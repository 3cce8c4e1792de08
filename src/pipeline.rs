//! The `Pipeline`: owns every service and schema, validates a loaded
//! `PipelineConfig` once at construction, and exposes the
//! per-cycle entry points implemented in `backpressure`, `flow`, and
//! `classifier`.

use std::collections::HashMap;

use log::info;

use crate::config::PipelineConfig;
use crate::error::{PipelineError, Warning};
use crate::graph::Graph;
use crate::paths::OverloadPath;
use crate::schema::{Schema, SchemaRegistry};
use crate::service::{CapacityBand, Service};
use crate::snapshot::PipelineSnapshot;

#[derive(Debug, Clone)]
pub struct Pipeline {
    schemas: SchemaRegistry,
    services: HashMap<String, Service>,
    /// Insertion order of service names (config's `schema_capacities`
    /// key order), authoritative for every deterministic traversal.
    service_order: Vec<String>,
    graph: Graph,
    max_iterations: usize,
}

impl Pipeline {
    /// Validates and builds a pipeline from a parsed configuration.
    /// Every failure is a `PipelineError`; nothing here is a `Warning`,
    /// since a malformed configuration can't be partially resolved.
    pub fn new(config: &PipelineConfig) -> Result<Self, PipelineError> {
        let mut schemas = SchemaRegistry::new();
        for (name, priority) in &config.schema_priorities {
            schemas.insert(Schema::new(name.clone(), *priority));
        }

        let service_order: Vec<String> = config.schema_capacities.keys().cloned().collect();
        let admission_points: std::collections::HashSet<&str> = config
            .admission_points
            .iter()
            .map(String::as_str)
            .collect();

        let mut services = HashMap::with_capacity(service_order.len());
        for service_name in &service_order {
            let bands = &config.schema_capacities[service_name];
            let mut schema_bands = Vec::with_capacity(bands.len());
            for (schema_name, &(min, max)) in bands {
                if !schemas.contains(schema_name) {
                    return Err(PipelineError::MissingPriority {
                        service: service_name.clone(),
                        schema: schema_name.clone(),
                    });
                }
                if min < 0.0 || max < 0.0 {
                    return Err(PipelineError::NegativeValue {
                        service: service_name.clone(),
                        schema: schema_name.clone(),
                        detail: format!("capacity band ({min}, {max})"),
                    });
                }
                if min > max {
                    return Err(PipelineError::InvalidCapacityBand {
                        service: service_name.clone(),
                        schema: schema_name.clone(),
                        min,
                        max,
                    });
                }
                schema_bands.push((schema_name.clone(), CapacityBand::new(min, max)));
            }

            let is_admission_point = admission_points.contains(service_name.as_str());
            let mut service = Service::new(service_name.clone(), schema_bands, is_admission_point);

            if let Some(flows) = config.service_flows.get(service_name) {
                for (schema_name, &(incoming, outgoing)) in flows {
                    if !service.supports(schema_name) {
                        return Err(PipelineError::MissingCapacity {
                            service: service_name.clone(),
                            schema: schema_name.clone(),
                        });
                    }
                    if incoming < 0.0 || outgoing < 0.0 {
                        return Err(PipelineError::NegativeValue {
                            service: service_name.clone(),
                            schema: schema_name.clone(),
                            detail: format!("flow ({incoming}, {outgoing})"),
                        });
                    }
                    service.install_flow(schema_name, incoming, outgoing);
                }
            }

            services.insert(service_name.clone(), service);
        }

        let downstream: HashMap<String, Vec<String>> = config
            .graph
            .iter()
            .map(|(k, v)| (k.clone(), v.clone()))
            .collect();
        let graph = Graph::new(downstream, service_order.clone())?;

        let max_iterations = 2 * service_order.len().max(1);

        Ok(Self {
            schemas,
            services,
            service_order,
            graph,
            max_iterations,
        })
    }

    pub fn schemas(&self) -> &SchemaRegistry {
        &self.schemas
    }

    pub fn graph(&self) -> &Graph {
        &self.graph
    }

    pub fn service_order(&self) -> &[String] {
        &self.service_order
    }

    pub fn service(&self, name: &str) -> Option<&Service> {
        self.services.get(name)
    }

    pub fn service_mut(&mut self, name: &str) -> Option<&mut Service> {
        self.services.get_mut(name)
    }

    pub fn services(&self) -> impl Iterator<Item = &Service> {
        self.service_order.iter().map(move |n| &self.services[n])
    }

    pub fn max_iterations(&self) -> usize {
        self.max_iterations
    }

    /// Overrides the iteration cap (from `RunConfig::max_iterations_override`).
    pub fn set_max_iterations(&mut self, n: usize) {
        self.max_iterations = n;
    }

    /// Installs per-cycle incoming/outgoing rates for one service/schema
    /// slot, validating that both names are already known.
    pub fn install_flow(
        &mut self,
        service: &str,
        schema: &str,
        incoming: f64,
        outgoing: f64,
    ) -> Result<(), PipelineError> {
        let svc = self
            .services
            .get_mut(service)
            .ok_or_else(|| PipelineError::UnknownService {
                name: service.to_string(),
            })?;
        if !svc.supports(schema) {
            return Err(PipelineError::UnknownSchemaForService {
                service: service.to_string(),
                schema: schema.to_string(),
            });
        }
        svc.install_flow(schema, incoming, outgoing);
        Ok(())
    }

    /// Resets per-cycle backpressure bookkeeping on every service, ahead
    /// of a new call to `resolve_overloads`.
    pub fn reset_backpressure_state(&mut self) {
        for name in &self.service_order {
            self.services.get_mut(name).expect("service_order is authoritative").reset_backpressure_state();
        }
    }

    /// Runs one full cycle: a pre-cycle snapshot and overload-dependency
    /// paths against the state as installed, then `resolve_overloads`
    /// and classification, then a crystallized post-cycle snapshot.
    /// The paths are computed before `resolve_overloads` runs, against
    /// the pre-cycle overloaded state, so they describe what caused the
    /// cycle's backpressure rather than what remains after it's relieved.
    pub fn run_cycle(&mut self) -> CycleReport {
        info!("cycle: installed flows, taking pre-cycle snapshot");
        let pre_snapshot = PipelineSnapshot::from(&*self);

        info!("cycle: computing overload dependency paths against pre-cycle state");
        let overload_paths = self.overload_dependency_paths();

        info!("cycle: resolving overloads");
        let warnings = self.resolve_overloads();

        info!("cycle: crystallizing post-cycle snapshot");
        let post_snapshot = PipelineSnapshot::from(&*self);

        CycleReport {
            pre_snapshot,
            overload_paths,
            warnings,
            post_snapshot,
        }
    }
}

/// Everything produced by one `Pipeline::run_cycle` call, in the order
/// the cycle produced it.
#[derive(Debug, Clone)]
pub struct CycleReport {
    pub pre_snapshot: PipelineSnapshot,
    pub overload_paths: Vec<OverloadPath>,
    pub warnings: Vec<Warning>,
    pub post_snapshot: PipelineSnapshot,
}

***

● Task instructions
From the first line of the data through the line with "pub struct Pipeline", quote each line exactly and add nothing else.

● Task result
repository 3cce8c4e1792de08
filename src/pipeline.rs
//! The `Pipeline`: owns every service and schema, validates a loaded
//! `PipelineConfig` once at construction, and exposes the
//! per-cycle entry points implemented in `backpressure`, `flow`, and
//! `classifier`.

use std::collections::HashMap;

use log::info;

use crate::config::PipelineConfig;
use crate::error::{PipelineError, Warning};
use crate::graph::Graph;
use crate::paths::OverloadPath;
use crate::schema::{Schema, SchemaRegistry};
use crate::service::{CapacityBand, Service};
use crate::snapshot::PipelineSnapshot;

#[derive(Debug, Clone)]
pub struct Pipeline {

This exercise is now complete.